A Merchant of Venice


Playground Theatre

A Merchant of Venice

A Merchant of Venice

The Playground Theatre

Reviewed – 15th November 2021



“Alexander’s interpretation has only served to shine a brighter light on the problems of this story, resolving none of them”


At its best, Shakespeare’s The Merchant of Venice is wildly problematic. But, being so iconic, so confounding and complex, we just can’t simply do away with it. As with so much of Shakespeare, the prose has become idiomatic, and speeches such as Shylock’s heart-crushing, “If you prick us, do we not bleed” could no more be discarded than Hamlet’s “To be or not to be” or Mercucio’s “A curse on both your houses.” But! Be all that as it may, the play remains problematic.

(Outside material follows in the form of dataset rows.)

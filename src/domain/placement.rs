/// Random placement of food and powerups on free cells.
///
/// Uniform rejection sampling while the board is sparse. Once half the
/// board is taken, or after `MAX_REJECTIONS` misses, switch to an explicit
/// scan of free cells so a nearly full board never spins.

use std::collections::HashSet;

use rand::Rng;

use super::grid::{Cell, Grid};

const MAX_REJECTIONS: usize = 64;

/// Pick a uniformly random cell not in `excluded`.
/// Returns `None` only when every cell is excluded.
pub fn place_random_cell<R: Rng + ?Sized>(
    grid: &Grid,
    excluded: &HashSet<Cell>,
    rng: &mut R,
) -> Option<Cell> {
    let area = grid.area();
    let occupied = excluded.iter().filter(|c| grid.contains(**c)).count();
    if occupied >= area {
        return None;
    }

    if occupied * 2 < area {
        for _ in 0..MAX_REJECTIONS {
            let c = Cell::new(
                rng.random_range(0..grid.width),
                rng.random_range(0..grid.height),
            );
            if !excluded.contains(&c) {
                return Some(c);
            }
        }
    }

    scan_free(grid, excluded, rng)
}

fn scan_free<R: Rng + ?Sized>(grid: &Grid, excluded: &HashSet<Cell>, rng: &mut R) -> Option<Cell> {
    let free: Vec<Cell> = grid.cells().filter(|c| !excluded.contains(c)).collect();
    if free.is_empty() {
        return None;
    }
    Some(free[rng.random_range(0..free.len())])
}

#[cfg(test)]
mod tests {
    use super::*;
    use rand::rngs::StdRng;
    use rand::SeedableRng;

    fn rng() -> StdRng {
        StdRng::seed_from_u64(7)
    }

    #[test]
    fn avoids_excluded_cells() {
        let g = Grid::new(4, 4);
        let excluded: HashSet<Cell> = (0..4).map(|x| Cell::new(x, 0)).collect();
        let mut r = rng();
        for _ in 0..200 {
            let c = place_random_cell(&g, &excluded, &mut r).expect("free cell");
            assert!(g.contains(c));
            assert!(!excluded.contains(&c));
        }
    }

    #[test]
    fn finds_last_free_cell() {
        let g = Grid::new(5, 5);
        let hole = Cell::new(3, 2);
        let excluded: HashSet<Cell> = g.cells().filter(|&c| c != hole).collect();
        assert_eq!(place_random_cell(&g, &excluded, &mut rng()), Some(hole));
    }

    #[test]
    fn full_board_returns_none() {
        let g = Grid::new(3, 3);
        let excluded: HashSet<Cell> = g.cells().collect();
        assert_eq!(place_random_cell(&g, &excluded, &mut rng()), None);
    }

    #[test]
    fn off_board_exclusions_do_not_count_as_occupancy() {
        let g = Grid::new(1, 1);
        let excluded: HashSet<Cell> = [Cell::new(5, 5), Cell::new(-1, 0)].into_iter().collect();
        assert_eq!(place_random_cell(&g, &excluded, &mut rng()), Some(Cell::new(0, 0)));
    }
}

‘Shakespeare in Italy’’s A Merchant in Venice promises a modern take on the old script, cutting the cast and focusing on only six characters and their relationships with one and other, wrestling with “Justice and Mercy, Marriage and Money, Race and Class” and “the tortured nature of love.” A modern take is exactly what this play needs, magnifying the complexities and drawing them out, and throwing away anything that no longer resonates with a contemporary audience. Unfortunately, adaptor and director Bill Alexander has completely wasted this opportunity.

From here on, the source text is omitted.